I presume the key/problem is, that as.matrix (an array?) gives something different then my_raster[] (a vector?), but I'm not familiar enough with the raw data structures to determine how to solve this "incompatibility".

  mask_matrix = as.matrix(mask_raster) 
  # creates a "Large matrix (2903145 elements, 11.1 Mb): int [1:1505, 1:1929]"

  mask_vector = mask_raster[] 
  # creates a "Large integer (2903145 elements, 11.1 Mb): int [1:2903145]"

To perform the morphological operations, I need the matrix. When assigning it via mask_raster[] = mask_matrix I tried to convert it to vector mask_raster[] = c(t(mask_matrix)) (needs transposing with t(), otherwise the row/col order is swapped), but this doesn't solve the shift.
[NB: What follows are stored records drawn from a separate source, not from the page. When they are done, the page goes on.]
//! Iterator fed asynchronously by upstream producers.
//!
//! A merge or join phase receives its input from N upstream phases, each of
//! which pushes pages ("buckets") of rows through a [`BucketFeeder`]. The
//! [`BucketBatchIterator`] consumes them in arrival order. Rows are retained
//! after they are read so that `move_to_start` replays them without asking
//! the upstreams again.

use parking_lot::Mutex;
use std::collections::VecDeque;
use std::sync::Arc;
use tokio::sync::Notify;

use quarry_common::{QuarryError, QuarryResult};

use super::{
    all_loaded_error, load_failed, not_positioned_error, BatchIterator, IteratorState, LoadFuture,
};
use crate::row::{OwnedRow, Row};

#[derive(Debug)]
struct BucketState {
    pending: VecDeque<Vec<OwnedRow>>,
    remaining_upstreams: usize,
    failure: Option<QuarryError>,
}

#[derive(Debug)]
struct Shared {
    state: Mutex<BucketState>,
    notify: Notify,
}

/// Producer side of a [`BucketBatchIterator`]. Cheap to clone; one clone per
/// upstream.
#[derive(Debug, Clone)]
pub struct BucketFeeder {
    shared: Arc<Shared>,
}

impl BucketFeeder {
    /// Hands a bucket to the iterator. `is_last` marks the final bucket of
    /// one upstream. Buckets arriving after a failure are dropped.
    pub fn set_bucket(&self, rows: Vec<OwnedRow>, is_last: bool) {
        {
            let mut state = self.shared.state.lock();
            if state.failure.is_some() {
                return;
            }
            if !rows.is_empty() {
                state.pending.push_back(rows);
            }
            if is_last {
                if state.remaining_upstreams == 0 {
                    tracing::warn!("bucket marked last after all upstreams finished");
                }
                state.remaining_upstreams = state.remaining_upstreams.saturating_sub(1);
            }
        }
        self.shared.notify.notify_waiters();
    }

    /// Fails the iterator; a pending load resolves with `cause`.
    pub fn fail(&self, cause: QuarryError) {
        {
            let mut state = self.shared.state.lock();
            if state.failure.is_none() {
                state.failure = Some(cause);
            }
        }
        self.shared.notify.notify_waiters();
    }

    /// Number of upstreams that have not delivered their last bucket.
    pub fn remaining_upstreams(&self) -> usize {
        self.shared.state.lock().remaining_upstreams
    }
}

/// Consumer side: rows from all upstream buckets in arrival order.
#[derive(Debug)]
pub struct BucketBatchIterator {
    shared: Arc<Shared>,
    rows: Vec<OwnedRow>,
    /// Index of the current row plus one; 0 before the first row.
    position: usize,
    positioned: bool,
    state: IteratorState,
}

impl BucketBatchIterator {
    /// Creates an iterator expecting buckets from `num_upstreams` producers,
    /// together with its feeder.
    pub fn new(num_upstreams: usize) -> (Self, BucketFeeder) {
        let shared = Arc::new(Shared {
            state: Mutex::new(BucketState {
                pending: VecDeque::new(),
                remaining_upstreams: num_upstreams,
                failure: None,
            }),
            notify: Notify::new(),
        });
        let iterator = Self {
            shared: Arc::clone(&shared),
            rows: Vec::new(),
            position: 0,
            positioned: false,
            state: IteratorState::new(),
        };
        (iterator, BucketFeeder { shared })
    }

    /// Moves buckets that arrived since the last call into the local buffer.
    fn drain_pending(&mut self) -> QuarryResult<()> {
        let mut state = self.shared.state.lock();
        if let Some(failure) = &state.failure {
            return Err(failure.clone());
        }
        while let Some(bucket) = state.pending.pop_front() {
            self.rows.extend(bucket);
        }
        Ok(())
    }
}

impl BatchIterator for BucketBatchIterator {
    fn move_next(&mut self) -> QuarryResult<bool> {
        self.state.ensure_open()?;
        if self.position >= self.rows.len() {
            self.drain_pending()?;
        }
        if self.position < self.rows.len() {
            self.position += 1;
            self.positioned = true;
        } else {
            self.positioned = false;
        }
        Ok(self.positioned)
    }

    fn current_element(&self) -> QuarryResult<&dyn Row> {
        if !self.positioned {
            return Err(not_positioned_error());
        }
        self.rows
            .get(self.position - 1)
            .map(|row| row as &dyn Row)
            .ok_or_else(not_positioned_error)
    }

    fn move_to_start(&mut self) -> QuarryResult<()> {
        self.state.ensure_open()?;
        self.position = 0;
        self.positioned = false;
        Ok(())
    }

    fn all_loaded(&self) -> bool {
        let state = self.shared.state.lock();
        state.remaining_upstreams == 0 && state.pending.is_empty()
    }

    fn load_next_batch(&mut self) -> LoadFuture {
        if let Err(e) = self.state.ensure_open() {
            return load_failed(e);
        }
        if self.all_loaded() {
            return load_failed(all_loaded_error());
        }
        let shared = Arc::clone(&self.shared);
        Box::pin(async move {
            loop {
                let notified = shared.notify.notified();
                {
                    let state = shared.state.lock();
                    if let Some(failure) = &state.failure {
                        return Err(failure.clone());
                    }
                    if !state.pending.is_empty() || state.remaining_upstreams == 0 {
                        return Ok(());
                    }
                }
                notified.await;
            }
        })
    }

    fn close(&mut self) {
        if self.state.close() {
            self.positioned = false;
            self.rows = Vec::new();
            // late buckets are dropped
            self.shared
                .state
                .lock()
                .failure
                .get_or_insert_with(|| QuarryError::illegal_state("iterator is closed"));
            self.shared.notify.notify_waiters();
        }
    }

    fn kill(&mut self, cause: QuarryError) {
        if self.state.kill(cause.clone()) {
            self.positioned = false;
            self.rows = Vec::new();
            {
                let mut state = self.shared.state.lock();
                state.pending.clear();
                if state.failure.is_none() {
                    state.failure = Some(cause);
                }
            }
            self.shared.notify.notify_waiters();
        }
    }
}

#[cfg(test)]
mod tests {
    use super::*;
    use crate::batch::collect_all;
    use crate::testing::rows_of;
    use std::time::Duration;

    fn bucket(values: &[&[i64]]) -> Vec<OwnedRow> {
        rows_of(values).into_iter().map(OwnedRow::new).collect()
    }

    #[tokio::test]
    async fn test_rows_from_all_upstreams() {
        let (mut it, feeder) = BucketBatchIterator::new(2);
        let upstream = feeder.clone();
        tokio::spawn(async move {
            upstream.set_bucket(bucket(&[&[1], &[2]]), false);
            tokio::time::sleep(Duration::from_millis(5)).await;
            upstream.set_bucket(bucket(&[&[3]]), true);
        });
        feeder.set_bucket(bucket(&[&[4]]), true);

        let mut rows = collect_all(&mut it).await.unwrap();
        rows.sort();
        assert_eq!(rows, rows_of(&[&[1], &[2], &[3], &[4]]));
        assert!(it.all_loaded());
        assert_eq!(feeder.remaining_upstreams(), 0);
    }

    #[tokio::test]
    async fn test_move_to_start_replays_retained_rows() {
        let (mut it, feeder) = BucketBatchIterator::new(1);
        feeder.set_bucket(bucket(&[&[1], &[2]]), true);

        let first = collect_all(&mut it).await.unwrap();
        it.move_to_start().unwrap();
        let second = collect_all(&mut it).await.unwrap();
        assert_eq!(first, second);
        assert_eq!(first, rows_of(&[&[1], &[2]]));
    }

    #[tokio::test]
    async fn test_pending_load_fails_on_kill() {
        let (mut it, _feeder) = BucketBatchIterator::new(1);
        assert!(!it.move_next().unwrap());
        assert!(!it.all_loaded());

        let load = it.load_next_batch();
        it.kill(QuarryError::JobKilled);
        assert_eq!(load.await.unwrap_err(), QuarryError::JobKilled);
        assert_eq!(
            it.load_next_batch().await.unwrap_err(),
            QuarryError::JobKilled
        );
    }

    #[tokio::test]
    async fn test_upstream_failure_fails_load() {
        let (mut it, feeder) = BucketBatchIterator::new(1);
        let load = it.load_next_batch();
        feeder.fail(QuarryError::execution_failed("upstream"));
        assert_eq!(
            load.await.unwrap_err(),
            QuarryError::execution_failed("upstream")
        );
        assert!(it.move_next().is_err());
    }

    #[test]
    fn test_empty_buckets_and_no_upstreams() {
        let (mut it, _feeder) = BucketBatchIterator::new(0);
        assert!(it.all_loaded());
        assert!(!it.move_next().unwrap());

        let (mut it, feeder) = BucketBatchIterator::new(1);
        feeder.set_bucket(Vec::new(), true);
        assert!(!it.move_next().unwrap());
        assert!(it.all_loaded());
        assert!(it.current_element().is_err());
    }
}
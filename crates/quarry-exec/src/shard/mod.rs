//! Per-job shard reader contexts.
//!
//! Every collect phase of a job that touches a shard goes through the job's
//! [`SharedShardContexts`], so a shard's reader is created at most once per
//! job and then shared by all sub-contexts reading that shard.

use std::fmt;
use std::sync::atomic::{AtomicU32, AtomicUsize, Ordering};
use std::sync::Arc;

use dashmap::mapref::entry::Entry;
use dashmap::DashMap;
use once_cell::sync::OnceCell;

use quarry_common::{QuarryError, QuarryResult, ShardId};
use quarry_data::BoxedBatchIterator;

/// Read access to one shard, supplied by the storage layer.
pub trait ShardReader: Send + Sync {
    /// The shard read.
    fn shard_id(&self) -> &ShardId;

    /// Returns a fresh iterator over the shard's rows.
    fn scan(&self) -> QuarryResult<BoxedBatchIterator>;
}

/// Opens shard readers.
pub trait ShardReaderProvider: Send + Sync {
    /// Opens a reader for `shard_id`.
    fn open_reader(&self, shard_id: &ShardId) -> QuarryResult<Arc<dyn ShardReader>>;
}

/// Shard reader context shared by the sub-contexts of one job.
///
/// The reader itself is opened on first use.
pub struct SharedShardContext {
    shard_id: ShardId,
    reader_id: u32,
    provider: Arc<dyn ShardReaderProvider>,
    reader: OnceCell<Arc<dyn ShardReader>>,
}

impl SharedShardContext {
    fn new(shard_id: ShardId, reader_id: u32, provider: Arc<dyn ShardReaderProvider>) -> Self {
        Self {
            shard_id,
            reader_id,
            provider,
            reader: OnceCell::new(),
        }
    }

    /// The shard.
    pub fn shard_id(&self) -> &ShardId {
        &self.shard_id
    }

    /// Job-unique id of this reader context.
    pub fn reader_id(&self) -> u32 {
        self.reader_id
    }

    /// Returns true once the reader was opened.
    pub fn is_open(&self) -> bool {
        self.reader.get().is_some()
    }

    /// Returns the reader, opening it on first use.
    pub fn reader(&self) -> QuarryResult<Arc<dyn ShardReader>> {
        self.reader
            .get_or_try_init(|| {
                tracing::trace!("opening reader {} for shard {}", self.reader_id, self.shard_id);
                self.provider.open_reader(&self.shard_id)
            })
            .cloned()
    }

    /// Returns a fresh iterator over the shard.
    pub fn scan(&self) -> QuarryResult<BoxedBatchIterator> {
        self.reader()?.scan()
    }
}

impl fmt::Debug for SharedShardContext {
    fn fmt(&self, f: &mut fmt::Formatter<'_>) -> fmt::Result {
        f.debug_struct("SharedShardContext")
            .field("shard_id", &self.shard_id)
            .field("reader_id", &self.reader_id)
            .field("open", &self.is_open())
            .finish()
    }
}

/// Shard contexts of one job, created at most once per shard.
///
/// Lookups of existing contexts only take a shard read lock of the map;
/// creation happens inside the map's atomic get-or-insert, so concurrent
/// first accesses to one shard create exactly one context. A context is
/// never replaced for the lifetime of the job.
pub struct SharedShardContexts {
    provider: Arc<dyn ShardReaderProvider>,
    contexts: DashMap<ShardId, Arc<SharedShardContext>>,
    next_reader_id: AtomicU32,
    created: AtomicUsize,
}

impl SharedShardContexts {
    /// Creates an empty cache opening readers through `provider`.
    pub fn new(provider: Arc<dyn ShardReaderProvider>) -> Self {
        Self {
            provider,
            contexts: DashMap::new(),
            next_reader_id: AtomicU32::new(0),
            created: AtomicUsize::new(0),
        }
    }

    /// Returns the context for `shard_id`, creating it if missing.
    pub fn get_or_create_context(&self, shard_id: &ShardId) -> Arc<SharedShardContext> {
        if let Some(context) = self.contexts.get(shard_id) {
            return Arc::clone(context.value());
        }
        let context = self
            .contexts
            .entry(shard_id.clone())
            .or_insert_with(|| {
                let reader_id = self.next_reader_id.fetch_add(1, Ordering::Relaxed);
                self.new_context(shard_id.clone(), reader_id)
            });
        Arc::clone(context.value())
    }

    /// Creates the context for `shard_id` with a reader id reserved by the
    /// caller. Fails if the shard already has a context.
    pub fn create_context(
        &self,
        shard_id: ShardId,
        reader_id: u32,
    ) -> QuarryResult<Arc<SharedShardContext>> {
        match self.contexts.entry(shard_id) {
            Entry::Occupied(entry) => Err(QuarryError::illegal_state(format!(
                "shard context for {} already exists",
                entry.key()
            ))),
            Entry::Vacant(entry) => {
                let context = self.new_context(entry.key().clone(), reader_id);
                entry.insert(Arc::clone(&context));
                Ok(context)
            }
        }
    }

    /// Returns the context for `shard_id` if one was created.
    pub fn get(&self, shard_id: &ShardId) -> Option<Arc<SharedShardContext>> {
        self.contexts.get(shard_id).map(|c| Arc::clone(c.value()))
    }

    /// Number of shard contexts.
    pub fn len(&self) -> usize {
        self.contexts.len()
    }

    /// Returns true if no context was created yet.
    pub fn is_empty(&self) -> bool {
        self.contexts.is_empty()
    }

    /// Number of context objects ever constructed.
    pub fn num_created(&self) -> usize {
        self.created.load(Ordering::Acquire)
    }

    fn new_context(&self, shard_id: ShardId, reader_id: u32) -> Arc<SharedShardContext> {
        self.created.fetch_add(1, Ordering::AcqRel);
        tracing::trace!("created shard context {} for {}", reader_id, shard_id);
        Arc::new(SharedShardContext::new(
            shard_id,
            reader_id,
            Arc::clone(&self.provider),
        ))
    }
}

impl fmt::Debug for SharedShardContexts {
    fn fmt(&self, f: &mut fmt::Formatter<'_>) -> fmt::Result {
        f.debug_struct("SharedShardContexts")
            .field("contexts", &self.contexts.len())
            .field("created", &self.num_created())
            .finish()
    }
}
Comparing the two raster objects (before and after assignment of the "new" vector) doesn't show any differences... I'm really puzzled here.

2 Answers 2

1

I think what you want to do is use m = as.matrix(r) to get a matrix from a raster, and r2 = raster(m);extent(r2) = extent(r) to get a raster from a matrix, which you then have to set the extent on to get a compatible raster.
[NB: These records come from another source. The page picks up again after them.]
//! Shared helpers for the integration tests.

use std::collections::HashMap;
use std::sync::atomic::{AtomicUsize, Ordering};
use std::sync::{Arc, Once};

use parking_lot::RwLock;
use rand::rngs::StdRng;
use rand::Rng;

use quarry_common::{QuarryError, QuarryResult, ShardId};
use quarry_data::batch::InMemoryBatchIterator;
use quarry_data::testing::BatchSimulatingIterator;
use quarry_data::{BoxedBatchIterator, Value};
use quarry_exec::phase::ExecutionPhase;
use quarry_exec::shard::{ShardReader, ShardReaderProvider};

static TRACING: Once = Once::new();

/// Installs a test subscriber honouring `RUST_LOG`. Safe to call from every
/// test.
pub fn init_tracing() {
    TRACING.call_once(|| {
        let _ = tracing_subscriber::fmt()
            .with_env_filter(tracing_subscriber::EnvFilter::from_default_env())
            .with_test_writer()
            .try_init();
    });
}

struct InMemoryShardReader {
    shard_id: ShardId,
    rows: Arc<Vec<Vec<Value>>>,
    batch_size: Option<usize>,
}

impl ShardReader for InMemoryShardReader {
    fn shard_id(&self) -> &ShardId {
        &self.shard_id
    }

    fn scan(&self) -> QuarryResult<BoxedBatchIterator> {
        let source = InMemoryBatchIterator::from_values(self.rows.iter().cloned());
        Ok(match self.batch_size {
            Some(batch_size) => Box::new(BatchSimulatingIterator::new(source, batch_size)),
            None => Box::new(source),
        })
    }
}

/// Shard storage held in memory.
///
/// With a batch size set, scans hand out rows in batches so consumers go
/// through the load path.
#[derive(Default)]
pub struct InMemoryShardProvider {
    shards: RwLock<HashMap<ShardId, Arc<Vec<Vec<Value>>>>>,
    batch_size: Option<usize>,
    opened: AtomicUsize,
}

impl InMemoryShardProvider {
    /// Creates a provider without shards.
    pub fn new() -> Self {
        Self::default()
    }

    /// Scans expose `batch_size` rows per batch.
    pub fn with_batch_size(mut self, batch_size: usize) -> Self {
        self.batch_size = Some(batch_size);
        self
    }

    /// Adds or replaces a shard.
    pub fn add_shard(&self, shard_id: ShardId, rows: Vec<Vec<Value>>) {
        self.shards.write().insert(shard_id, Arc::new(rows));
    }

    /// Number of readers opened.
    pub fn num_opened(&self) -> usize {
        self.opened.load(Ordering::SeqCst)
    }
}

impl ShardReaderProvider for InMemoryShardProvider {
    fn open_reader(&self, shard_id: &ShardId) -> QuarryResult<Arc<dyn ShardReader>> {
        let rows = self
            .shards
            .read()
            .get(shard_id)
            .cloned()
            .ok_or_else(|| QuarryError::execution_failed(format!("unknown shard {}", shard_id)))?;
        self.opened.fetch_add(1, Ordering::SeqCst);
        Ok(Arc::new(InMemoryShardReader {
            shard_id: shard_id.clone(),
            rows,
            batch_size: self.batch_size,
        }))
    }
}

/// Collect phase over `ids` of `index` without filter, projection or limit.
pub fn collect_phase(index: &str, ids: &[u32]) -> ExecutionPhase {
    ExecutionPhase::Collect {
        shards: ids.iter().map(|id| ShardId::new(index, *id)).collect(),
        filter: None,
        projection: None,
        limit: None,
    }
}

/// Generates `count` rows `[key, position]` with keys drawn from
/// `0..num_keys`; about one row in `null_every` gets a NULL key.
pub fn random_rows(
    rng: &mut StdRng,
    count: usize,
    num_keys: i64,
    null_every: u32,
) -> Vec<Vec<Value>> {
    (0..count)
        .map(|i| {
            let key = if null_every > 0 && rng.gen_ratio(1, null_every) {
                Value::Null
            } else {
                Value::BigInt(rng.gen_range(0..num_keys))
            };
            vec![key, Value::BigInt(i as i64)]
        })
        .collect()
}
Here's a worked example that shows a round trip from matrix to raster to matrix to raster:

First let's make a raster from this matrix:

> m = matrix(1:12, 3, 4)
> r = raster(m)

and we'll give it an extent:

> extent(r)=c(1,2,3,4)
> r
class      : RasterLayer 
dimensions : 3, 4, 12  (nrow, ncol, ncell)
resolution : 0.25, 0.3333333  (x, y)
extent     : 1, 2, 3, 4  (xmin, xmax, ymin, ymax)
crs        : NA 
source     : memory
names      : layer 
values     : 1, 12  (min, max)

Now we get the matrix of that, do something with it (that importantly preserves the number of rows and columns) that is like whatever image processing you are doing in the matrix world:

> mm = as.matrix(r)
> mm
     [,1] [,2] [,3] [,4]
[1,]    1    4    7   10
[2,]    2    5    8   11
[3,]    3    6    9   12
> mm2 = mm*2

Now to get mm2 back in the raster world, convert from matrix:

> rmm2 = raster(mm2)
> rmm2
class      : RasterLayer 
dimensions : 3, 4, 12  (nrow, ncol, ncell)
resolution : 0.25, 0.3333333  (x, y)
extent     : 0, 1, 0, 1  (xmin, xmax, ymin, ymax)
crs        : NA 
source     : memory
names      : layer 
values     : 2, 24  (min, max)

and then set the extent:

> extent(rmm2) = extent(r)
> rmm2
class      : RasterLayer 
dimensions : 3, 4, 12  (nrow, ncol, ncell)
resolution : 0.25, 0.3333333  (x, y)
extent     : 1, 2, 3, 4  (xmin, xmax, ymin, ymax)
crs        : NA 
source     : memory
names      : layer 
values     : 2, 24  (min, max)

You can do this conversion in one step but its a lot of typing so put it in a function so you only have to do it once:

> rmm2 = raster(mm2, xmn=xmin(r),xmx=xmax(r),ymn=ymin(r), ymx=ymax(r))
> rmm2
class      : RasterLayer 
dimensions : 3, 4, 12  (nrow, ncol, ncell)
resolution : 0.25, 0.3333333  (x, y)
extent     : 1, 2, 3, 4  (xmin, xmax, ymin, ymax)
crs        : NA 
source     : memory
names      : layer 
values     : 2, 24  (min, max)
1

Not exactly what you asked for, but this whole raster-to-matrix and matrix-to-raster conversion can also be performed making use of {terra}, slowly replacing {raster}:

library(terra)
#> terra 1.6.17

r1 <- system.file("ex/elev.tif", package="terra") |> rast()
r1
#> class       : SpatRaster 
#> dimensions  : 90, 95, 1  (nrow, ncol, nlyr)
#> resolution  : 0.008333333, 0.008333333  (x, y)
#> extent      : 5.741667, 6.533333, 49.44167, 50.19167  (xmin, xmax, ymin, ymax)
#> coord. ref. : lon/lat WGS 84 (EPSG:4326) 
#> source      : elev.tif 
#> name        : elevation 
#> min value   :       141 
#> max value   :       547

m <- as.matrix(r1, wide = TRUE)
dim(m)
#> [1] 90 95

# --- some black box operations on your matrix object ---

r2 <- rast(m, crs = "epsg:4326", ext = ext(r1))
r2
#> class       : SpatRaster 
#> dimensions  : 90, 95, 1  (nrow, ncol, nlyr)
#> resolution  : 0.008333333, 0.008333333  (x, y)
#> extent      : 5.741667, 6.533333, 49.44167, 50.19167  (xmin, xmax, ymin, ymax)
#> coord. ref. : lon/lat WGS 84 (EPSG:4326) 
#> source      : memory 
#> name        : lyr.1 
#> min value   :   141 
#> max value   :   547

Created on 2022-10-14 with reprex v2.0.2

As you can see, extent, resolution and coordinate reference system are preserved, so that no unintentional shifting is to be expected here.

In order to write the SpatRast object to disk, you can make use of terra::writeRaster().